El lugar común que cuestionó Authers enuncia que en la pugna por el liderazgo político y económico de América Latina, Brasil ya ganó de calle al consolidar un proceso de crecimiento económico mucho más acelerado junto con una envidiable expansión de sus empresas públicas y privadas.

Ello ha llevado a un triunfalismo carioca que el autor citado compara con el que se sentía en México hace una década, cuando al fin se había superado la grave recesión de 1995, se había retomado una tasa acelerada de crecimiento económico y se había dado la alternancia democrática sin conflicto alguno.

El periodista inglés concluye que la sólida situación financiera de México, resultado de años de paciente y reiterada ortodoxia en la conducción de la economía, ha construido sólidos cimientos para reiniciar un proceso acelerado de crecimiento sostenido y estable.

Agrega que lo único que se requiere para que México lo consiga, es que sus líderes superen la parálisis que ha bloqueado el avance en las reformas económicas y políticas pendientes, y que le vaya bien a la economía de Estados Unidos, estrecha e irremisiblemente entrelazada con la mexicana.

Si bien las condiciones para que se de el resurgimiento mexicano no son precisamente fáciles de alcanzar –la recuperación económica de EU se ve frágil y llena de peligros y la probabilidad de que nuestros políticos superen el letargo no es muy alta-, creo que ese corolario es el correcto.

Cuando se analiza con detenimiento el “milagro brasileño” se concluye que al lado de sólidos avances en materia de desarrollo industrial en los sectores petrolero y de aviación, el liderazgo de Brasil alcanzado en los últimos años se sustenta en su buena suerte y en una brillante campaña de relaciones públicas a nivel mundial que enfatiza los logros y soslaya las lacras.

La buena suerte brasileña compartida con los productores de materias primas con una gran demanda por parte de países con estelar crecimiento, como China e India, son sus elevados precios que han inyectado gran dinamismo a su economía y un aumento notable en sus ingresos por exportaciones.

Esa buena estrella se vio complementada por el brillante liderazgo de los presidentes Fernando Henrique Cardoso (1995-2003) y Luiz Inacio Lula da Silva (2003-10) que consolidaron reformas que México no ha conseguido, pero también tejieron una narrativa muy positiva alrededor de su país.

Para empezar, la tasa de crecimiento económico de la última década ha sido de 3.3% anual, que no siendo nada despreciable, dista mucho de ser espectacular.
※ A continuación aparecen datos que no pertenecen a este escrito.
//! Runtime adapters: stop-signal handling around the scheduler.

pub mod shutdown;

pub use shutdown::shutdown_token;
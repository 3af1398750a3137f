//! Tests for configuration validation

use std::collections::HashMap;
use std::time::Duration;

use churn::config::{default_delete_candidates, ChurnConfig, DEFAULT_LABEL_SELECTOR};
use churn::core::ResourceTypeId;

#[test]
fn test_defaults() {
    let config = ChurnConfig::default();
    assert_eq!(config.default_interval(), Duration::from_secs(60));
    assert_eq!(config.min_interval(), Duration::from_secs(1));
    assert_eq!(config.default_limit, 1);
    assert_eq!(config.label_selector, DEFAULT_LABEL_SELECTOR);
    assert!(config.seed.is_none());
    assert!(config.validate().is_ok());
}

#[test]
fn test_default_candidates() {
    let candidates = default_delete_candidates();
    assert_eq!(
        candidates,
        vec![
            ResourceTypeId::new("projectcontour.io", "v1", "httpproxies"),
            ResourceTypeId::new("extensions", "v1beta1", "ingresses"),
            ResourceTypeId::new("", "v1", "services"),
            ResourceTypeId::new("", "v1", "pods"),
        ]
    );
}

#[test]
fn test_invalid_min_interval() {
    let config = ChurnConfig {
        min_interval_ms: 0,
        ..ChurnConfig::default()
    };
    assert!(config.validate().is_err());
}

#[test]
fn test_default_interval_below_minimum() {
    let config = ChurnConfig {
        default_interval_ms: 1_000,
        min_interval_ms: 5_000,
        ..ChurnConfig::default()
    };
    assert!(config.validate().is_err());
}

#[test]
fn test_duplicate_default_resources() {
    let pods = ResourceTypeId::new("", "v1", "pods");
    let config = ChurnConfig {
        default_resources: vec![pods.clone(), pods],
        ..ChurnConfig::default()
    };
    assert!(config.validate().is_err());
}

#[test]
fn test_invalid_selector() {
    let config = ChurnConfig {
        label_selector: "no-equals-sign".to_string(),
        ..ChurnConfig::default()
    };
    assert!(config.validate().is_err());
}

#[test]
fn test_from_json() {
    let json = r#"{
        "default_interval_ms": 30000,
        "default_limit": 4,
        "label_selector": "team=chaos",
        "default_resources": [
            { "version": "v1", "resource": "pods" },
            { "group": "apps", "version": "v1", "resource": "deployments" }
        ],
        "seed": 42
    }"#;

    let config = ChurnConfig::from_json_str(json).unwrap();
    assert_eq!(config.default_interval(), Duration::from_secs(30));
    assert_eq!(config.default_limit, 4);
    assert_eq!(config.min_interval(), Duration::from_secs(1));
    assert_eq!(config.default_resources[1].group, "apps");
    assert_eq!(config.seed, Some(42));
}

#[test]
fn test_from_json_rejects_garbage() {
    assert!(ChurnConfig::from_json_str("{ not json").is_err());
}

#[test]
fn test_from_lookup_overrides() {
    let env: HashMap<&str, &str> = HashMap::from([
        ("CHURN_SELECTOR", "owner=test"),
        ("CHURN_SEED", "9"),
        ("CHURN_DEFAULT_INTERVAL", "2m"),
        ("CHURN_DEFAULT_LIMIT", "3"),
    ]);
    let config = ChurnConfig::from_lookup(|key| env.get(key).map(|v| (*v).to_string())).unwrap();
    assert_eq!(config.label_selector, "owner=test");
    assert_eq!(config.seed, Some(9));
    assert_eq!(config.default_interval(), Duration::from_secs(120));
    assert_eq!(config.default_limit, 3);
}

#[test]
fn test_from_lookup_rejects_bad_values() {
    assert!(ChurnConfig::from_lookup(|key| (key == "CHURN_SEED").then(|| "x".to_string())).is_err());
    assert!(ChurnConfig::from_lookup(|key| {
        (key == "CHURN_DEFAULT_INTERVAL").then(|| "later".to_string())
    })
    .is_err());
}

#[test]
fn test_from_lookup_empty_is_default() {
    assert_eq!(ChurnConfig::from_lookup(|_| None).unwrap(), ChurnConfig::default());
}

#[test]
fn test_from_lookup_keeps_sub_second_interval() {
    let config = ChurnConfig::from_lookup(|key| {
        (key == "CHURN_DEFAULT_INTERVAL").then(|| "1500ms".to_string())
    })
    .unwrap();
    assert_eq!(config.default_interval(), Duration::from_millis(1_500));
    assert_eq!(config.default_interval_ms, 1_500);
}

#[test]
fn test_from_lookup_rejects_sub_millisecond_interval() {
    assert!(ChurnConfig::from_lookup(|key| {
        (key == "CHURN_DEFAULT_INTERVAL").then(|| "2s 500us".to_string())
    })
    .is_err());
}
Si bien el año pasado su expansión fue de un envidiable 7.5%, el banco central de Brasil está ya metiendo el freno, temeroso de la aguda presión inflacionaria.
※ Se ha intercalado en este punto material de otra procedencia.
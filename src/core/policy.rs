//! Policy specification parsing and the compiled policy type.

use std::collections::BTreeMap;
use std::fmt;
use std::str::FromStr;
use std::time::Duration;

use crate::core::{ChurnError, ChurnResult, ResourceTypeId};

/// Unresolved policy as written on the command line.
///
/// The textual form is `OPERATION[:RESOURCE|PARAM=VALUE[,RESOURCE|PARAM=VALUE]...]`.
#[derive(Debug, Clone, PartialEq, Eq, Default)]
pub struct PolicySpec {
    /// Operation name, everything before the first `:`.
    pub operation: String,
    /// Bare resource names, in the order given.
    pub resource_names: Vec<String>,
    /// `key=value` parameters; the last occurrence of a key wins.
    pub parameters: BTreeMap<String, String>,
}

impl PolicySpec {
    /// Parse one policy specification token.
    pub fn parse(input: &str) -> ChurnResult<Self> {
        if input.is_empty() {
            return Err(ChurnError::Parse("empty policy specification".into()));
        }

        let (operation, args) = match input.split_once(':') {
            Some((operation, args)) => (operation, Some(args)),
            None => (input, None),
        };

        let mut spec = Self {
            operation: operation.to_string(),
            ..Self::default()
        };

        if let Some(args) = args {
            for token in args.split(',') {
                match token.split_once('=') {
                    Some((key, value)) => {
                        spec.parameters.insert(key.to_string(), value.to_string());
                    }
                    None => spec.resource_names.push(token.to_string()),
                }
            }
        }

        Ok(spec)
    }
}

impl FromStr for PolicySpec {
    type Err = ChurnError;

    fn from_str(s: &str) -> Result<Self, Self::Err> {
        Self::parse(s)
    }
}

impl fmt::Display for PolicySpec {
    fn fmt(&self, f: &mut fmt::Formatter<'_>) -> fmt::Result {
        f.write_str(&self.operation)?;
        let tokens: Vec<String> = self
            .resource_names
            .iter()
            .cloned()
            .chain(self.parameters.iter().map(|(k, v)| format!("{k}={v}")))
            .collect();
        if !tokens.is_empty() {
            write!(f, ":{}", tokens.join(","))?;
        }
        Ok(())
    }
}

/// Resolved, validated configuration for one recurring churn operation.
#[derive(Debug, Clone, PartialEq, Eq)]
pub struct Policy {
    /// Resource types to operate on; never contains duplicates.
    pub resources: Vec<ResourceTypeId>,
    /// Time to wait between operations.
    pub interval: Duration,
    /// Maximum number of operations per interval.
    pub limit: usize,
}

impl Policy {
    /// Empty policy with the given defaults.
    pub const fn new(interval: Duration, limit: usize) -> Self {
        Self {
            resources: Vec::new(),
            interval,
            limit,
        }
    }

    /// Add a resource type, rejecting duplicates.
    pub fn add_resource(&mut self, resource: ResourceTypeId) -> ChurnResult<()> {
        if self.resources.contains(&resource) {
            return Err(ChurnError::Config(format!("duplicate resource: {resource}")));
        }
        self.resources.push(resource);
        Ok(())
    }
}

impl fmt::Display for Policy {
    fn fmt(&self, f: &mut fmt::Formatter<'_>) -> fmt::Result {
        let resources: Vec<String> = self.resources.iter().map(ToString::to_string).collect();
        write!(
            f,
            "resources=[{}] interval={} limit={}",
            resources.join(","),
            humantime::format_duration(self.interval),
            self.limit
        )
    }
}
//! `churn` command-line entry point.

use std::process::ExitCode;

use clap::Parser;

use churn::cli::{execute, Cli};
use churn::util::init_tracing;

#[tokio::main]
async fn main() -> ExitCode {
    let cli = Cli::parse();
    init_tracing(cli.log_format);
    execute(cli).await
}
Las condiciones macroeconómicas de Brasil están lejos de ser estables pues el gobierno tiene un abultado déficit que se verá forzado a corregir, y la inflación de 6% el año pasado es preocupante, pues se dio a pesar de la fortaleza del tipo de cambio del real, efectivo remedio antiinflacionario.

La narrativa del éxito de Brasil pasa por la genial invención del economista Jim O’Neill de Goldman Sachs que en una tarde de poco quehacer y viendo un colorido mapa mundi frente a sí, concibió inventar una nueva agrupación de países, los BRIC –acrónimo deformación del término ladrillo en inglés- con la simple agrupación de los más grandes y poblados: Brasil, Rusia, India y China.
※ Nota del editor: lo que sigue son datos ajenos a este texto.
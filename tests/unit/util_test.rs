//! Tests for utility functions

use std::io::IsTerminal;

use churn::util::{ansi_enabled, init_tracing, LogFormat};

#[test]
fn test_log_format_default() {
    assert_eq!(LogFormat::default(), LogFormat::Text);
}

#[test]
fn test_init_tracing_is_repeatable() {
    init_tracing(LogFormat::Text);
    init_tracing(LogFormat::Json);
    tracing::info!("tracing initialized");
}

#[test]
fn test_ansi_follows_stderr_terminal() {
    assert_eq!(ansi_enabled(LogFormat::Text), std::io::stderr().is_terminal());
    assert!(!ansi_enabled(LogFormat::Json));
}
A pesar que esas naciones no tienen nada más en común que ser grandotas, Brasil pasó a las filas de país emergente exitoso por contagio con los otros tres que han tenido un acelerado crecimiento, aunque en el caso de Rusia éste sólo se sustente en el alto precio del petróleo, su única exportación importante.

Su afortunado acceso a los BRICs se vio complementado por un persistente discurso reiterativo de los éxitos brasileños, pues si comparamos sus números en materia de pobreza, distribución de la riqueza, interferencia burocrática en la economía y violencia mortal, todos son bastante peores a los de México.

La narrativa triunfante me recuerda la vieja anécdota del beduino, que después de deshacerse en elogios sobre las virtudes de su camello, logra vendérselo muy caro a otro beduino, que al encontrárselo días después le reclama que ninguna de las dotes del camello resultaron ciertas, a lo que el primer beduino le responde “baisano, no hable mal de su camello porque así no lo venderá.”

¿Por qué el cuento positivo funcionó para Brasil y no para México? Ya veremos.